## THE DATA
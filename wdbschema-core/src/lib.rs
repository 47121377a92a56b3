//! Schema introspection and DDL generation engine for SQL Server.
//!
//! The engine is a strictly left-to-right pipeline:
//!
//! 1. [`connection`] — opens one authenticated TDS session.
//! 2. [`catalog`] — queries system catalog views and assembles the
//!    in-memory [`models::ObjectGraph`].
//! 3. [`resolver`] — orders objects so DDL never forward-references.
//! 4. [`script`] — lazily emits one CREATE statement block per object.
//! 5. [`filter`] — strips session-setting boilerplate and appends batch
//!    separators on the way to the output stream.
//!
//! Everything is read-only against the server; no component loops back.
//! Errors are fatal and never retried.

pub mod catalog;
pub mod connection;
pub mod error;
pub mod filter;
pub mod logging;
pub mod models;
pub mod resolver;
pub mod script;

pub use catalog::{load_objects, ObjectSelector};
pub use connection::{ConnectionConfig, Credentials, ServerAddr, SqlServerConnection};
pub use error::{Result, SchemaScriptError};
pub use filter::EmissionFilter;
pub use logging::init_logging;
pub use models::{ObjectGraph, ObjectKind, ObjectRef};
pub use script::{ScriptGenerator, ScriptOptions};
...
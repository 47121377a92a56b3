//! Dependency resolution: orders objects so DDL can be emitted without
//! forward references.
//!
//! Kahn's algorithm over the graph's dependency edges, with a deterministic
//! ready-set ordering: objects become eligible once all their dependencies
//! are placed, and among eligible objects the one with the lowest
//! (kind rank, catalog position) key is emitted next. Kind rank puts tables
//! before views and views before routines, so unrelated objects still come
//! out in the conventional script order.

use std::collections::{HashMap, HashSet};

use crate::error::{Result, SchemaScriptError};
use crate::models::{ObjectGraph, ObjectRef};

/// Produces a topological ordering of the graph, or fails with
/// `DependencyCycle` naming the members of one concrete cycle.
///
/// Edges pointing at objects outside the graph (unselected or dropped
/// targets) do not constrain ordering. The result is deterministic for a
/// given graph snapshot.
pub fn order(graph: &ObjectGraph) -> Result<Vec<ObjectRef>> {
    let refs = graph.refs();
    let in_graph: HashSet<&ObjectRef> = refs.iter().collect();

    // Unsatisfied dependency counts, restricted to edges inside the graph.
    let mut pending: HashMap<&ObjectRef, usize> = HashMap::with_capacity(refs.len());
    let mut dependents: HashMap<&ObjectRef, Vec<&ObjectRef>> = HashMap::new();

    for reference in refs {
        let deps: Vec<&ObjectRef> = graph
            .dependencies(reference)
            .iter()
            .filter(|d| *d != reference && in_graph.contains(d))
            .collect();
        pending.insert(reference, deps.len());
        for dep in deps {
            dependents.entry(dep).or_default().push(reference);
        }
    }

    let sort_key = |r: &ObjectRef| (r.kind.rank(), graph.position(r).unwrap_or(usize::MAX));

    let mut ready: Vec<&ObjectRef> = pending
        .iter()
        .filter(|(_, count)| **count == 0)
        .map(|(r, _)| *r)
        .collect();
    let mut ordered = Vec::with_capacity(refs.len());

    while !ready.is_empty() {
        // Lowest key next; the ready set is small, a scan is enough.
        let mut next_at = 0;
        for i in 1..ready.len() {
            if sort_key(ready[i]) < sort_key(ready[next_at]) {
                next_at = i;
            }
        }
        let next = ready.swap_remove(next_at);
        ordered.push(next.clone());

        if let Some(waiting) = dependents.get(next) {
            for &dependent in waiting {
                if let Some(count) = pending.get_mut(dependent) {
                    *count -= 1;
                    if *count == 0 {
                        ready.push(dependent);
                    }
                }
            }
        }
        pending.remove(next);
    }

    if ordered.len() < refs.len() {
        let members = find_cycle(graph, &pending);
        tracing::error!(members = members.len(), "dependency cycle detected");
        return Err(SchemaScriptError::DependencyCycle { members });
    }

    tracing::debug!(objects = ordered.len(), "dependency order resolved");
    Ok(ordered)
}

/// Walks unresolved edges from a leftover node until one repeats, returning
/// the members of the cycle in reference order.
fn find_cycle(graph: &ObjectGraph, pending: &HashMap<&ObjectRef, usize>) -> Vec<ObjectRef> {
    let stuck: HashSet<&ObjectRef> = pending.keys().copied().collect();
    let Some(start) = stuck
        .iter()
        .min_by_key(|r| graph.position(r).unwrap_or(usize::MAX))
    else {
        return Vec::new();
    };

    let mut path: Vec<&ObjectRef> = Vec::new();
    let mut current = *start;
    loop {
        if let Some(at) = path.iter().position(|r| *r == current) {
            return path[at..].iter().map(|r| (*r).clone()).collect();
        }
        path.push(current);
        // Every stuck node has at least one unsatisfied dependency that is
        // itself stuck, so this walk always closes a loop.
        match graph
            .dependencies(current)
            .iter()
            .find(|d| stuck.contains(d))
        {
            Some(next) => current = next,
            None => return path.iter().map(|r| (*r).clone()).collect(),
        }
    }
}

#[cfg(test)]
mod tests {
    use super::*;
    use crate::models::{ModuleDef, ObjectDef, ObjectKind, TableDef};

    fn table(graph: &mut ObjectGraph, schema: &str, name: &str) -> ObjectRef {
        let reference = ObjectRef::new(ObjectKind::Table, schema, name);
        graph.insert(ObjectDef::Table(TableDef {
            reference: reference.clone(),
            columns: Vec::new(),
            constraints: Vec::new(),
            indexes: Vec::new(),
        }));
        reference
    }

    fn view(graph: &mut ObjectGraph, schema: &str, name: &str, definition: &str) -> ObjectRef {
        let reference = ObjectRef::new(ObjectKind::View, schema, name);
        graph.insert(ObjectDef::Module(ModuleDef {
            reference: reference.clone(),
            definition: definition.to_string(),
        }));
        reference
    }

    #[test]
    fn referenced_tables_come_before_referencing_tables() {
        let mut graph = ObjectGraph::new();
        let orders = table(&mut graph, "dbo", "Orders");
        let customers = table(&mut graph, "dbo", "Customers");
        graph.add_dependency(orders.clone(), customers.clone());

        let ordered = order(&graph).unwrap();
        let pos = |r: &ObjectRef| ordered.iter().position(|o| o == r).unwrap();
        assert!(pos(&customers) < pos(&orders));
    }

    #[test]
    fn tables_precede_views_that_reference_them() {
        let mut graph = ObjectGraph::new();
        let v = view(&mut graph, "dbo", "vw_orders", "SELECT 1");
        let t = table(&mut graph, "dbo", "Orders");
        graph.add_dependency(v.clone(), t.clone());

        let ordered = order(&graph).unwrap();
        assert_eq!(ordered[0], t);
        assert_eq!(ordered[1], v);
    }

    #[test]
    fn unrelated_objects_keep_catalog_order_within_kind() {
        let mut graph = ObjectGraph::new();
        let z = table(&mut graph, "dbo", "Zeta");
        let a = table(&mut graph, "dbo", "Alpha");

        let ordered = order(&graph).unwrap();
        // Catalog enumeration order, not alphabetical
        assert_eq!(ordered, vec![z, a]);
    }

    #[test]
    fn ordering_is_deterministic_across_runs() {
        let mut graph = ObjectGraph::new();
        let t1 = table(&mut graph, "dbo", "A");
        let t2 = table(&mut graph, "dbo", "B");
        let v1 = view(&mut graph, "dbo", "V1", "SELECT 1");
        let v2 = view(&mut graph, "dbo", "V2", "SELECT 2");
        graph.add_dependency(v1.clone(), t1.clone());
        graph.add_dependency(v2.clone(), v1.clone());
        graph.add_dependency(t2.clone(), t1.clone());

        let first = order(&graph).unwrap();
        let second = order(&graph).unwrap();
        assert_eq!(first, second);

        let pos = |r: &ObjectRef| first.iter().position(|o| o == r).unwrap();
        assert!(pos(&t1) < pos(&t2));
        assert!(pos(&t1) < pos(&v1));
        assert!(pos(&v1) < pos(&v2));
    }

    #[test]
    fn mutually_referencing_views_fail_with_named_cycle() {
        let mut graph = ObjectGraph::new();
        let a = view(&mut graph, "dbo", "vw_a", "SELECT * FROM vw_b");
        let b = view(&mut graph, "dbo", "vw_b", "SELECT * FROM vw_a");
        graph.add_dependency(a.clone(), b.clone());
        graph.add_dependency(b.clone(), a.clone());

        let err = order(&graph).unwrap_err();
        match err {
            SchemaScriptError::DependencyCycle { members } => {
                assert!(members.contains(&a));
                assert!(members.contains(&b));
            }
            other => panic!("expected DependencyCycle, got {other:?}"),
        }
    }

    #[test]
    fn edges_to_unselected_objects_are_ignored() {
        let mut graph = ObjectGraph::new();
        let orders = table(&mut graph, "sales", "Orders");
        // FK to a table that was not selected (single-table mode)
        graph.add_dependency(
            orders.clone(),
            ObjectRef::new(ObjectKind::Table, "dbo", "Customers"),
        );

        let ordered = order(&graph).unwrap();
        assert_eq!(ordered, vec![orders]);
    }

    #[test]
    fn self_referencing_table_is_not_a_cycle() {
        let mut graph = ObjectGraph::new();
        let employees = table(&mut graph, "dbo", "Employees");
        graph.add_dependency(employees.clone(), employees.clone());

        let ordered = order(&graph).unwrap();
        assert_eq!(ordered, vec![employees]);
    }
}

## WHAT YOU NEED TO DO
Which lines above run from the one containing "filename wdbschema-core/src/lib.rs" to the one containing "block per object."? Give them again exactly, both ends included.

## ANSWER FOR THIS EXERCISE
filename wdbschema-core/src/lib.rs
repository 47121377a92a56b3
//! Schema introspection and DDL generation engine for SQL Server.
//!
//! The engine is a strictly left-to-right pipeline:
//!
//! 1. [`connection`] — opens one authenticated TDS session.
//! 2. [`catalog`] — queries system catalog views and assembles the
//!    in-memory [`models::ObjectGraph`].
//! 3. [`resolver`] — orders objects so DDL never forward-references.
//! 4. [`script`] — lazily emits one CREATE statement block per object.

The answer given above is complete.